A useful way to use a checklist is to take one out and fill it in by looking around a room in the way that a guest would do. Go through the checklist, one step at a time, and speak the steps out loud. “Linen is clean and complete.” “Amenities are available.” “There is no visible maintenance requirement.” Then, take each line of the checklist and pretend that one item is missing. Now, write an instruction for the appropriate department (a housekeeping handover, an engineering handover, a front office handover, or a manager handover), in the same way that would be done for real work. By doing this, the checklist has been used not just to check something that is visible, but also to help develop good service thinking.

Beginners often find it difficult to use a checklist accurately. Some people might just write “room okay” or “bathroom checked,” but if there was a problem later on, this does not really help very much.
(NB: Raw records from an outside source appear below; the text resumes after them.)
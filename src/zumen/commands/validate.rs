//! Load an authored source record file and run the schema validator.

use crate::commands::{CmdMessage, CmdResult};
use crate::error::{Result, ZumenError};
use crate::schema::{self, SourceRecord};
use std::fs;
use std::path::Path;

pub fn run(record_path: &Path) -> Result<CmdResult> {
    let content = fs::read_to_string(record_path).map_err(ZumenError::Io)?;
    let record: SourceRecord =
        serde_json::from_str(&content).map_err(ZumenError::Serialization)?;

    let report = schema::validate(&record);

    let mut result = CmdResult::default();
    if report.is_valid {
        result.totals.processed = 1;
        result.add_message(CmdMessage::success(format!(
            "{}: record is valid ({} warning(s))",
            record_path.display(),
            report.warnings.len()
        )));
    } else {
        result.totals.failed = 1;
        result.add_message(CmdMessage::error(format!(
            "{}: record is invalid ({} error(s), {} warning(s))",
            record_path.display(),
            report.errors.len(),
            report.warnings.len()
        )));
    }

    Ok(result.with_report(report))
}
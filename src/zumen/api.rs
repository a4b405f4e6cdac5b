//! # API Facade
//!
//! Thin facade over the command layer; the single entry point for every
//! operation regardless of the UI driving it. The facade dispatches,
//! normalizes inputs (raw id strings become [`DrawingId`]s, `--all`
//! resolves to the store's id list), and returns structured results. No
//! business logic, no I/O formatting, no stdout.
//!
//! `ZumenApi<S: DrawingStore>` is generic over the storage backend:
//! `FileStore` in production, `InMemoryStore` in tests.

use crate::commands;
use crate::error::Result;
use crate::model::{DrawingId, MachineType};
use crate::store::DrawingStore;
use std::path::Path;

pub struct ZumenApi<S: DrawingStore> {
    store: S,
}

impl<S: DrawingStore> ZumenApi<S> {
    pub fn new(store: S) -> Self {
        Self { store }
    }

    pub fn list_drawings(&self) -> Result<commands::CmdResult> {
        commands::list::run(&self.store)
    }

    pub fn audit<I: AsRef<str>>(&self, ids: &[I]) -> Result<commands::CmdResult> {
        let ids = resolve_ids(ids);
        commands::audit::run(&self.store, &ids)
    }

    pub fn audit_all(&self) -> Result<commands::CmdResult> {
        let ids = self.store.list_drawings()?;
        commands::audit::run(&self.store, &ids)
    }

    pub fn migrate<I: AsRef<str>>(
        &mut self,
        ids: &[I],
        target: MachineType,
    ) -> Result<commands::CmdResult> {
        let ids = resolve_ids(ids);
        commands::migrate::run(&mut self.store, &ids, target)
    }

    pub fn validate_record(&self, record_path: &Path) -> Result<commands::CmdResult> {
        commands::validate::run(record_path)
    }

    pub fn normalize<I: AsRef<str>>(
        &mut self,
        ids: &[I],
        dry_run: bool,
        backup: bool,
    ) -> Result<commands::CmdResult> {
        let ids = resolve_ids(ids);
        commands::normalize::run(&mut self.store, &ids, dry_run, backup)
    }

    pub fn normalize_all(&mut self, dry_run: bool, backup: bool) -> Result<commands::CmdResult> {
        let ids = self.store.list_drawings()?;
        commands::normalize::run(&mut self.store, &ids, dry_run, backup)
    }

    pub fn export<I: AsRef<str>>(&self, ids: &[I]) -> Result<commands::CmdResult> {
        let ids = resolve_ids(ids);
        commands::export::run(&self.store, &ids)
    }
}

fn resolve_ids<I: AsRef<str>>(inputs: &[I]) -> Vec<DrawingId> {
    inputs.iter().map(|raw| DrawingId::new(raw.as_ref())).collect()
}

pub use commands::audit::DrawingAudit;
pub use commands::list::DrawingSummary;
pub use commands::migrate::{DrawingMigration, MigrationOutcome, UnresolvedFile};
pub use commands::{BatchTotals, CmdMessage, CmdResult, MessageLevel};

#[cfg(test)]
mod tests {
    use super::*;
    use crate::model::MediaCategory;
    use crate::store::memory::fixtures::StoreFixture;

    #[test]
    fn accepts_bare_and_prefixed_ids() {
        let fixture = StoreFixture::new().with_files(
            "D1",
            MediaCategory::Images,
            "step_1",
            &["a.jpg"],
        );
        let api = ZumenApi::new(fixture.store);

        let result = api.audit(&["drawing-D1"]).unwrap();
        assert_eq!(result.totals.processed, 1);
        assert_eq!(result.audits[0].id, DrawingId::new("D1"));
    }

    #[test]
    fn audit_all_covers_every_drawing() {
        let fixture = StoreFixture::new()
            .with_drawing("A1")
            .with_drawing("B2");
        let api = ZumenApi::new(fixture.store);

        let result = api.audit_all().unwrap();
        assert_eq!(result.totals.processed, 2);
    }

    #[test]
    fn migrate_dispatches_to_engine() {
        let fixture = StoreFixture::new().with_files(
            "D1",
            MediaCategory::Images,
            "step_1",
            &["a.jpg"],
        );
        let mut api = ZumenApi::new(fixture.store);

        let result = api.migrate(&["D1"], MachineType::Turning).unwrap();
        assert_eq!(result.totals.processed, 1);
        assert_eq!(result.migrations[0].outcome.moved_files, 1);
    }
}
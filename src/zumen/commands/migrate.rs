//! Reclassification of legacy step folders into machine-qualified ones.
//!
//! Per drawing and category: the legacy subset is processed in ascending
//! step order; files merge into the canonical qualified folder (created on
//! demand, never for an empty source); name collisions are recorded and
//! the file is left in place; emptied legacy folders are removed; a final
//! sweep removes any legacy-pattern folder left empty by earlier partial
//! runs. Running twice with the same target performs zero moves.

use crate::commands::{CmdMessage, CmdResult};
use crate::error::{Result, ZumenError};
use crate::media::MediaTree;
use crate::model::{DrawingId, MachineType, MediaCategory, StepFolderKind};
use crate::naming;
use crate::store::DrawingStore;

/// A file that could not be moved; it is still in its legacy folder.
#[derive(Debug, Clone)]
pub struct UnresolvedFile {
    /// `category/folder/file` relative to the drawing.
    pub path: String,
    pub reason: String,
}

#[derive(Debug, Default, Clone)]
pub struct MigrationOutcome {
    pub moved_files: usize,
    pub created_folders: Vec<String>,
    pub removed_folders: Vec<String>,
    pub unresolved: Vec<UnresolvedFile>,
}

#[derive(Debug)]
pub struct DrawingMigration {
    pub id: DrawingId,
    pub outcome: MigrationOutcome,
}

/// Migrate a batch of drawings to `target`. Missing drawings are skipped;
/// per-file failures are collected and never abort sibling files or
/// sibling drawings.
pub fn run<S: DrawingStore>(
    store: &mut S,
    ids: &[DrawingId],
    target: MachineType,
) -> Result<CmdResult> {
    let mut result = CmdResult::default();

    for id in ids {
        if !store.drawing_exists(id) {
            result.totals.skipped += 1;
            result.add_message(CmdMessage::warning(format!(
                "{} (skipped)",
                ZumenError::DrawingNotFound(id.to_string())
            )));
            continue;
        }

        match migrate_drawing(store, id, target) {
            Ok(outcome) => {
                if outcome.unresolved.is_empty() {
                    result.totals.processed += 1;
                    result.add_message(CmdMessage::success(format!(
                        "{}: moved {} file(s), {} folder(s) created, {} removed",
                        id,
                        outcome.moved_files,
                        outcome.created_folders.len(),
                        outcome.removed_folders.len()
                    )));
                } else {
                    result.totals.failed += 1;
                    result.add_message(CmdMessage::warning(format!(
                        "{}: moved {} file(s), {} unresolved",
                        id,
                        outcome.moved_files,
                        outcome.unresolved.len()
                    )));
                    for file in &outcome.unresolved {
                        result.add_message(CmdMessage::error(format!(
                            "{}: {} ({})",
                            id, file.path, file.reason
                        )));
                    }
                }
                result.migrations.push(DrawingMigration {
                    id: id.clone(),
                    outcome,
                });
            }
            Err(err) => {
                result.totals.failed += 1;
                result.add_message(CmdMessage::error(format!("{}: {}", id, err)));
            }
        }
    }

    Ok(result)
}

/// Migrate one drawing. The caller has already checked existence.
pub fn migrate_drawing<S: DrawingStore>(
    store: &mut S,
    id: &DrawingId,
    target: MachineType,
) -> Result<MigrationOutcome> {
    let tree = MediaTree::scan(store, id)?;
    let mut outcome = MigrationOutcome::default();

    for category in MediaCategory::ALL {
        let mut existing: Vec<String> = tree
            .step_folders(category)
            .iter()
            .map(|folder| folder.name.clone())
            .collect();

        for folder in tree.legacy_folders(category) {
            let step = match folder.kind.step() {
                Some(step) => step,
                None => continue,
            };
            let files = store.list_files(id, category, &folder.name)?;
            if files.is_empty() {
                // left for the sweep; no qualified shell is created
                continue;
            }

            let dest = naming::format(step, target);
            if !existing.iter().any(|name| name == &dest) {
                store.create_dir(id, category, &dest)?;
                existing.push(dest.clone());
                outcome.created_folders.push(format!("{}/{}", category, dest));
            }

            for file in files {
                match store.move_file(id, category, &folder.name, &dest, &file) {
                    Ok(()) => outcome.moved_files += 1,
                    Err(err) => outcome.unresolved.push(UnresolvedFile {
                        path: format!("{}/{}/{}", category, folder.name, file),
                        reason: err.to_string(),
                    }),
                }
            }

            if store.list_files(id, category, &folder.name)?.is_empty() {
                store.remove_empty_dir(id, category, &folder.name)?;
                outcome
                    .removed_folders
                    .push(format!("{}/{}", category, folder.name));
            }
        }

        // idempotent sweep: empty legacy-pattern folders from prior
        // partial runs go too, whether or not this run touched them
        for name in store.list_dirs(id, category)? {
            let is_legacy = matches!(naming::parse(&name), Ok(StepFolderKind::Legacy { .. }));
            if is_legacy && store.list_files(id, category, &name)?.is_empty() {
                store.remove_empty_dir(id, category, &name)?;
                outcome.removed_folders.push(format!("{}/{}", category, name));
            }
        }
    }

    Ok(outcome)
}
A better checklist instruction would say, “two towels are missing from the room” or “bathroom has no toilet paper.” A more accurate report would say, “desk lamp is not working” or “air-con is not working properly.” Clearer checklist instructions make it easier for the next person to understand what the problem is and to deal with it quickly, whether it is in a daily briefing in the morning or when the front office is particularly busy.

One of the things a checklist helps beginners achieve is a calmer and more professional tone of voice. If a guest calls about a missing amenity, it will be easier to give the guest a response if the operator understands what the amenity should be in the room and how it should be reported in the hotel system. If a beginner knows how it should have been in the room and what the next step will be, it is easier to avoid sounding shocked, or defensive, and just give a good service recovery response: acknowledge the issue, confirm what is wrong and with which room number, and offer a solution (e.g., provide the amenity or make the request for maintenance). The knowledge of what the amenities should be and what needs to be reported will come from knowing how a checklist is completed.

The benefit of practicing with a checklist is in the small habits you develop. You start checking if the room information is visible and clear, are all the amenities available, is a maintenance issue clear, and does the room seem suitable? The final part of the checklist should be to stand by the entrance of a room, look back once more, and imagine it is your first time coming into the room. Sometimes the act of looking again is more powerful than checking another box on the checklist.